59 sayfalık raporda 2011 yılında başlayan Suriye'deki çatışmalardan bu yana 2 milyondan fazla mülteciye ev sahipliği yapan Türkiye'de, Suriyeli mülteci çocukların örgün eğitim almalarını engelleyen temel engeller belgeleniyor.
Hükümet Eylül 2014'te Suriyeli çocukların devlet okullarına gitmesine olanak veren önemli bir politikayı kabul etti ancak İnsan Hakları İzleme Örgütü, dil engeli, toplumsal uyum sorunları, ekonomik zorluklar ve bu politikayla ilgili bilgisizlik gibi temel engellerin bir yıl sonra hala devam ettiğini olduğunu ortaya koydu.
İnsan Hakları İzleme Örgütü mülteci hakları programında Bernstein bursu kapsamında çalışan Stephanie Gee, 'Suriyeli çocuklara eğitim sağlanamaması bütün bir nesli tehlikeye atar. Daha iyi bir geleceğe dair elle tutulur bir ümidi olmayan Suriyeli mülteciler çaresizlikten Suriye'ye geri dönerek veya Avrupa'ya doğru tehlikeli bir yolculuğa çıkarak hayatlarını riske atabilir' dedi.

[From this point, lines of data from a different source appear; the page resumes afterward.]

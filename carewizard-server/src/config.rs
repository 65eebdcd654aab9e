use carewizard_core::CompletionPolicy;
use serde::{Deserialize, Serialize};
use std::time::Duration;

use crate::sessions::DEFAULT_SESSION_TTL;

/// Server configuration loaded from YAML file
#[derive(Debug, Clone, Default, Serialize, Deserialize)]
#[serde(default)]
pub struct ServerConfig {
    pub server: ServerSettings,
    pub api: ApiSettings,
    pub wizard: WizardSettings,
    pub log: LogSettings,
}

#[derive(Debug, Clone, Serialize, Deserialize)]
#[serde(default)]
pub struct ServerSettings {
    pub host: String,
    pub port: u16,
}

/// The clinic backend the wizards submit to.
#[derive(Debug, Clone, Serialize, Deserialize)]
#[serde(default)]
pub struct ApiSettings {
    pub base_url: String,
    /// Bearer token sent with every call.
    pub token: Option<String>,
}

#[derive(Debug, Clone, Serialize, Deserialize)]
#[serde(default)]
pub struct WizardSettings {
    pub completion_policy: CompletionPolicy,
    /// Idle lifetime of a wizard session, in seconds.
    pub session_ttl_secs: u64,
}

#[derive(Debug, Clone, Serialize, Deserialize)]
#[serde(default)]
pub struct LogSettings {
    pub level: String,
}

impl Default for ServerSettings {
    fn default() -> Self {
        Self {
            host: "0.0.0.0".to_string(),
            port: 8080,
        }
    }
}

impl Default for ApiSettings {
    fn default() -> Self {
        Self {
            base_url: "http://localhost:5000/api".to_string(),
            token: None,
        }
    }
}

impl Default for WizardSettings {
    fn default() -> Self {
        Self {
            completion_policy: CompletionPolicy::default(),
            session_ttl_secs: DEFAULT_SESSION_TTL.as_secs(),
        }
    }
}

impl WizardSettings {
    pub fn session_ttl(&self) -> Duration {
        Duration::from_secs(self.session_ttl_secs)
    }
}

impl Default for LogSettings {
    fn default() -> Self {
        Self {
            level: "info".to_string(),
        }
    }
}

impl ServerConfig {
    /// Load configuration from a YAML file
    pub fn load_from_file(path: &str) -> Result<Self, Box<dyn std::error::Error>> {
        let content = std::fs::read_to_string(path)?;
        let config: ServerConfig = serde_yaml::from_str(&content)?;
        Ok(config)
    }

    /// Load configuration with priority: env vars > config file > defaults
    pub fn load(config_path: Option<&str>) -> Result<Self, Box<dyn std::error::Error>> {
        let mut config = if let Some(path) = config_path {
            Self::load_from_file(path)?
        } else {
            Self::default()
        };

        if let Ok(port) = std::env::var("CAREWIZARD_PORT")
            && let Ok(port_num) = port.parse()
        {
            config.server.port = port_num;
        }

        if let Ok(host) = std::env::var("CAREWIZARD_HOST") {
            config.server.host = host;
        }

        if let Ok(base_url) = std::env::var("CAREWIZARD_API_URL") {
            config.api.base_url = base_url;
        }

        if let Ok(token) = std::env::var("CAREWIZARD_API_TOKEN") {
            config.api.token = Some(token);
        }

        Ok(config)
    }

    pub fn bind_addr(&self) -> String {
        format!("{}:{}", self.server.host, self.server.port)
    }
}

Türkiye'de yaşayan Suriyeli mültecilerin 708,000'i okul çağındaki çocuklardan oluşuyor. Milli Eğitim Bakanlığı verilerine göre, 2014-2015 eğitim yılında bu çocukların yalnızca 212 bini ilk ve orta öğretim devlet okullarına kaydoldu. Mülteci kamplarında okula kayıt oranı yaklaşık yüzde 90 olsa da, mültecilerin çoğu kampların dışında yaşıyor ve aynı dönemde kampların dışında yaşayan okul çağındaki çocukların sadece yüzde 25'i okula kaydoldu. Genel olarak bakıldığında Türkiye'deki Suriyeli çocukların üçte ikiden fazlası örgün eğitim almıyor.
Eylül 2014'te, Milli Eğitim Bakanlığı kayıtlı tüm Suriyeli mültecilerin devlet okulu sistemine erişimine olanak veren bir genelge yayınladı. Ayrıca Bakanlık, hayır kurumları ve yerel topluluklarca işletilen ve Arapça eğitim sunan Suriye “geçici eğitim merkezleri”ni de akredite etmeye başladı.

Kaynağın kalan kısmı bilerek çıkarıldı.